If u want use indexes, then u have to:
delete statistics
or
use hints.
-
U may also increase (for session or for instance)
SORT_AREA_SIZE (HASH_AREA_SIZE)
if u going to impruve HASH JOIN operations for this query.
-
Thanks for the great suggestions Sheshtakov.
Deleting the statistics reduced the time to 15 minutes !! I perfectly understand all the extensive explanations you have given, but I just do not get how you decided to delete the statistics ? ( I was under the impression that computing the statistics is always good for huge tables..) But still, the indexes were not used, it is still a FULL TABLE SCAN.
If you could point me to any documents which might tell how to interpret the results of the optimizer and decide on the best data access to follow, it will be great.
Thanks,
Shiva.
-
First question: Did u delete statistics for tables and for indexes too.
When CBO try to build execution plan it use both statistics.
About : Why i had been recomended delete statistics:
How CBO was thinking -->
It read statistics about tables and ALL indexes for tables.

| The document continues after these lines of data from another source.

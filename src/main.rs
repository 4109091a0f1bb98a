use std::path::{Path, PathBuf};

use clap::Parser;
use tracing_appender::non_blocking::WorkerGuard;
use tracing_appender::rolling::{InitError, RollingFileAppender, Rotation};
use tracing_subscriber::{EnvFilter, fmt, layer::SubscriberExt, util::SubscriberInitExt};
use vocab_quiz::Quiz;

const DEFAULT_LOG_FILTER: &str = "vocab_quiz=info";
const DEFAULT_LOG_FILE_NAME: &str = "vocab-quiz.log";

#[derive(Parser, Debug)]
#[command(version, about, long_about = None)]
struct Args {
    /// File to write logs to; the terminal itself is taken over by the quiz
    #[arg(long, value_name = "PATH", default_value_os_t = default_log_file())]
    log_file: PathBuf,
}

fn default_log_file() -> PathBuf {
    std::env::temp_dir().join(DEFAULT_LOG_FILE_NAME)
}

/// Open (or create) the log file, creating its directory if needed.
fn open_log_file(path: &Path) -> Result<RollingFileAppender, InitError> {
    let directory = path.parent().unwrap_or_else(|| Path::new("."));
    let file_name = path
        .file_name()
        .map(|name| name.to_string_lossy().into_owned())
        .unwrap_or_else(|| DEFAULT_LOG_FILE_NAME.to_string());

    RollingFileAppender::builder()
        .rotation(Rotation::NEVER)
        .filename_prefix(file_name)
        .build(directory)
}

/// Install the global subscriber. The returned guard flushes logs when dropped.
fn init_logging(path: &Path) -> Result<WorkerGuard, InitError> {
    let (file_writer, guard) = tracing_appender::non_blocking(open_log_file(path)?);

    tracing_subscriber::registry()
        .with(
            EnvFilter::try_from_default_env()
                .unwrap_or_else(|_| EnvFilter::new(DEFAULT_LOG_FILTER)),
        )
        .with(fmt::layer().with_writer(file_writer).with_ansi(false))
        .init();

    Ok(guard)
}

fn main() {
    let args = Args::parse();

    let log_guard = match init_logging(&args.log_file) {
        Ok(guard) => guard,
        Err(e) => {
            eprintln!("Error initializing log file: {}", e);
            std::process::exit(1);
        }
    };

    if let Err(e) = Quiz::builtin().and_then(Quiz::run) {
        tracing::error!(error = %e, "quiz aborted");
        eprintln!("Error running quiz: {}", e);
        // Flush pending log lines before exiting.
        drop(log_guard);
        std::process::exit(1);
    }
}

then it calculate read block operations and its costs.
In ur case :
if it deside to use indexes then # of "read block" operation ~=
INDEX RANGE SCAN + ACCESS BY BOWID
AVG_LEAF_BLOCKS_PER_KEY -- 39 +
AVG_DATA_BLOCKS_PER_KEY -- 10214 = 10253
and THIS TYPE OF OPERATIONS oracle must execute BLOCK BY BLOCK !!!
if CDO choose FULL SCAN TABLE then # of read operation ~=
(23856 - 719) / MULTI_BLOCK_READ_COUNT (for example 8)
(23856 - 719) / 8 ~= 2890 (<< then 10253)
this is reason why CBO has been choosen FULL SCAN TABLE against
INDEX RANGE SCAN + ACCESS BY BOWID
when we deleted statistics CBO doesn't know nothing about index keys selectivity.
and it try to build execution plan using RULES.
It was my gess when i recomended delete statistics. don't give any
information about tables and indexes to CBO..